Rechtsstaatlichkeit: EU-Kommission leitet Vertragsverletzungsverfahren gegen Polen ein

Bereits seit Ende 2015 verhandelt die EU-Kommission mit der polnischen Regierung über die umstrittenen Gesetze zur Justizreform. Nachdem sie den Rahmen zur Stärkung des Rechtsstaatsprinzips voll ausgeschöpft hat, erreichte die Auseinandersetzung mit der Einleitung eines Vertragsverletzungsverfahrens im Juli 2017 eine weitere Eskalationsstufe. Ausgang ungewiss.

Auch die polnischen Sozialpartner haben sich zusammen mit dem europäischen Dachverband BusinessEurope in die Diskussion eingebracht und in einem gemeinsamen Positionspapier kritisiert, dass die Reformen negative Auswirkungen auf Polens Attraktivität für internationale Investitionen haben könnten.

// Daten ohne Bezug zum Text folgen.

//! # Switchboard Testing
//!
//! Test doubles for the Switchboard crates.
//!
//! - **Mock handlers**: canned, echoing, sleeping, failing and panicking tool
//!   handlers for driving the dispatcher through every outcome.
//! - **Mock runners**: a [`RecordingRunner`] that replaces the automation
//!   host and records execution windows for overlap checks.
//!
//! ```rust
//! use switchboard_testing::{EchoHandler, RecordingRunner};
//! use switchboard_automation::ScriptChannel;
//!
//! let echo = EchoHandler::shared();
//! let channel = ScriptChannel::new(RecordingRunner::new().shared());
//! # let _ = (echo, channel);
//! ```

pub mod mock_handlers;
pub mod mock_runner;

pub use mock_handlers::{
    EchoHandler, FailingHandler, Failure, MockHandler, PanickingHandler, SleepingHandler,
};
pub use mock_runner::{ExecutionWindow, RecordingRunner, assert_no_overlap};
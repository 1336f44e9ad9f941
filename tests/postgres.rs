//! Runs against a PostGIS database named by `TOURS_TEST_DATABASE_URL`; the
//! tests pass trivially when it is not set.

mod common;

use std::env;
use std::sync::Arc;

use tourstore::geodesy::AltitudeMode;
use tourstore::repository::postgres::create_pool;
use tourstore::repository::{PgTourRepository, RadiusQuery, TourRepository};
use tourstore::schema::{create_db, empty_db};
use tourstore::{establish_connection, TourError, TourService};

use common::zoltan;

fn database() -> Option<TourService<PgTourRepository>> {
    let url = env::var("TOURS_TEST_DATABASE_URL").ok()?;
    let mut db = establish_connection(&url).unwrap();
    empty_db(&mut db).unwrap();
    create_db(&mut db).unwrap();

    let repository = PgTourRepository::new(create_pool(&url, 2).unwrap());
    repository.create_user("zoltan").unwrap();
    repository.create_sport("hike").unwrap();
    Some(TourService::new(Arc::new(repository), AltitudeMode::Ignored))
}

// Everything shares one schema, so the scenarios run in sequence.
#[test]
fn postgis_round_trip_and_search() {
    let service = match database() {
        Some(service) => service,
        None => return,
    };

    let id = service.create_tour(&zoltan()).unwrap();
    assert_eq!(service.get_tour(id).unwrap(), Some(zoltan()));

    let stored = service.repository().find_by_id(id).unwrap().unwrap();
    assert_eq!(stored.start_point().coordinate.x, 10.275514);
    assert_eq!(stored.start_point().coordinate.z, 756.587);

    let mut query = RadiusQuery {
        lat: 47.5147,
        lon: 10.2755,
        altitude: None,
        radius: 100.0,
        sport: Some("hike".to_string()),
    };
    assert_eq!(service.find_by_radius(&query).unwrap().len(), 1);
    query.radius = 1.0;
    assert!(service.find_by_radius(&query).unwrap().is_empty());

    let repository = service.repository();
    query.radius = 100.0;
    query.altitude = Some(5000.0);
    assert_eq!(repository.find_by_radius(&query, AltitudeMode::Ignored).unwrap().len(), 1);
    assert!(repository.find_by_radius(&query, AltitudeMode::Included).unwrap().is_empty());

    let mut curling = zoltan();
    curling.sport = "curling".to_string();
    let err = service.create_tour(&curling).unwrap_err();
    assert!(matches!(err, TourError::ReferenceNotFound { .. }));
    assert_eq!(service.find_by_username("zoltan").unwrap().len(), 1);
}
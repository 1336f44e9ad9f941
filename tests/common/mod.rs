#![allow(dead_code)]

use std::sync::Arc;

use serde_json::{json, Value};

use tourstore::geodesy::AltitudeMode;
use tourstore::models::TimestampedPoint;
use tourstore::repository::MemoryTourRepository;
use tourstore::representation::TourRepresentation;
use tourstore::TourService;

pub fn zoltan_json() -> Value {
    json!({
        "creator": "zoltan",
        "sport": "hike",
        "geometry": [
            { "time": "2009-07-10T14:56:10+02:00", "x": 10.275514, "y": 47.514749, "z": 756.587 },
            { "time": "2009-07-10T14:56:19+02:00", "x": 10.275563, "y": 47.514797, "z": 757.417 }
        ]
    })
}

pub fn zoltan() -> TourRepresentation {
    TourRepresentation::from_json(zoltan_json()).unwrap()
}

/// A service over an in-memory store that knows user "zoltan" and the
/// sports "hike" and "bike".
pub fn service(mode: AltitudeMode) -> TourService<MemoryTourRepository> {
    let repository = MemoryTourRepository::new();
    repository.create_user("zoltan").unwrap();
    repository.create_sport("hike").unwrap();
    repository.create_sport("bike").unwrap();
    TourService::new(Arc::new(repository), mode)
}

/// Compares point collections by time and coordinate.
pub fn assert_same_points(actual: &[TimestampedPoint], expected: &[TimestampedPoint]) {
    assert_eq!(actual.len(), expected.len(), "point counts differ");
    for (i, (a, e)) in actual.iter().zip(expected).enumerate() {
        assert_eq!(a.time, e.time, "time of point {}", i);
        assert_eq!(a.coordinate, e.coordinate, "coordinate of point {}", i);
    }
}
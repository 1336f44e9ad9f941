use std::fmt;
use std::str::FromStr;

use geo::{HaversineDistance, Point};

use crate::models::Coordinate;

/// How the vertical component takes part in a radius search.
#[derive(Debug, Clone, Copy, PartialEq, Eq, Default)]
pub enum AltitudeMode {
    /// Surface great-circle distance only.
    #[default]
    Ignored,
    /// Straight-line combination of surface distance and altitude
    /// difference, when the search supplied an altitude.
    Included,
}

impl FromStr for AltitudeMode {
    type Err = String;

    fn from_str(s: &str) -> Result<AltitudeMode, String> {
        match s.trim().to_ascii_lowercase().as_str() {
            "ignored" => Ok(AltitudeMode::Ignored),
            "included" => Ok(AltitudeMode::Included),
            other => Err(format!("unknown altitude mode {:?}", other)),
        }
    }
}

impl fmt::Display for AltitudeMode {
    fn fmt(&self, f: &mut fmt::Formatter) -> fmt::Result {
        match self {
            AltitudeMode::Ignored => write!(f, "ignored"),
            AltitudeMode::Included => write!(f, "included"),
        }
    }
}

/// Great-circle distance in metres between two lon/lat positions.
pub fn surface_distance(lon1: f64, lat1: f64, lon2: f64, lat2: f64) -> f64 {
    Point::new(lon1, lat1).haversine_distance(&Point::new(lon2, lat2))
}

pub fn distance(
    start: &Coordinate,
    lon: f64,
    lat: f64,
    altitude: Option<f64>,
    mode: AltitudeMode,
) -> f64 {
    let surface = surface_distance(start.x, start.y, lon, lat);
    match (mode, altitude) {
        (AltitudeMode::Included, Some(alt)) => surface.hypot(start.z - alt),
        _ => surface,
    }
}

#[cfg(test)]
mod tests {
    use super::*;

    #[test]
    fn surface_distance_of_small_offset() {
        // Roughly 5.5 m between these two positions in the Alps.
        let d = surface_distance(10.275514, 47.514749, 10.2755, 47.5147);
        assert!(d > 5.0 && d < 6.0, "distance was {}", d);
    }

    #[test]
    fn altitude_only_counts_when_included_and_supplied() {
        let start = Coordinate::new(10.0, 47.0, 1000.0);

        assert_eq!(distance(&start, 10.0, 47.0, Some(0.0), AltitudeMode::Ignored), 0.0);
        assert_eq!(distance(&start, 10.0, 47.0, None, AltitudeMode::Included), 0.0);
        assert_eq!(distance(&start, 10.0, 47.0, Some(0.0), AltitudeMode::Included), 1000.0);
    }

    #[test]
    fn parses_mode_names() {
        assert_eq!("Included".parse::<AltitudeMode>(), Ok(AltitudeMode::Included));
        assert_eq!(" ignored ".parse::<AltitudeMode>(), Ok(AltitudeMode::Ignored));
        assert!("sideways".parse::<AltitudeMode>().is_err());
        assert_eq!(AltitudeMode::default().to_string(), "ignored");
    }
}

Mit der Einleitung eines Vertragsverletzungsverfahrens nach Artikel 258 AEUV (Vertrag über die Arbeitsweise der Europäischen Union) Ende Juli 2017 wurde vorerst ein neuer Höhepunkt in der Auseinandersetzung erreicht. Anlass war das Inkrafttreten zweier Gesetze zur nationalen Hochschule für Gerichtsbarkeit sowie zur Neuordnung der normalen Gerichte: Diese erlauben dem polnischen Justizminister, alle leitenden Richterinnen und Richter zu ernennen und zu entlassen, die an gewöhnlichen Gerichten einschließlich der Berufungsgerichte tätig sind.

Im September 2017 wurde die zweite Phase des Verfahrens eingeleitet und die polnische Regierung erneut aufgefordert, geeignete Maßnahmen zu ergreifen, um die rechtlichen Bedenken der Kommission zu beseitigen. Geht die polnische Regierung auch auf dieses Schreiben nicht ernsthaft ein, kann die Kommission im nächsten Schritt den Europäischen Gerichtshof einschalten. Parallel behält sich die Kommission zudem vor, dass die Mechanismen gemäß Artikel 7 EUV (Vertrag über die Europäische Union) direkt aktiviert werden, falls eine plötzliche Verschlechterung eine stärkere Reaktion seitens der EU erfordern sollte.

Dieses Ultima-Ratio-Verfahren – an dessen Ende der betroffene Mitgliedstaat seine Stimmrechte im Rat verlieren kann – wurde bisher noch nie angewandt. Jedoch wird es dazu möglicherweise nicht kommen, da der ungarische Ministerpräsident Viktor Orbán im Vorfeld angekündigt hat, die im Rat dafür notwendige Einstimmigkeit zu blockieren. Viviane Reding, ehemalige Vizepräsidentin der Europäischen Kommission, hat vor diesem Hintergrund eine Erneuerung der Europäischen Grundrechtecharta gefordert: Sie solle für Mitgliedstaaten nicht nur bei der Anwendung europäischen, sondern auch nationalen Rechts gelten. Zudem schlägt sie vor, dass für Mitgliedstaaten, die die gemeinsamen Werte der EU missachten, EU-Fonds einfacher ausgesetzt werden können.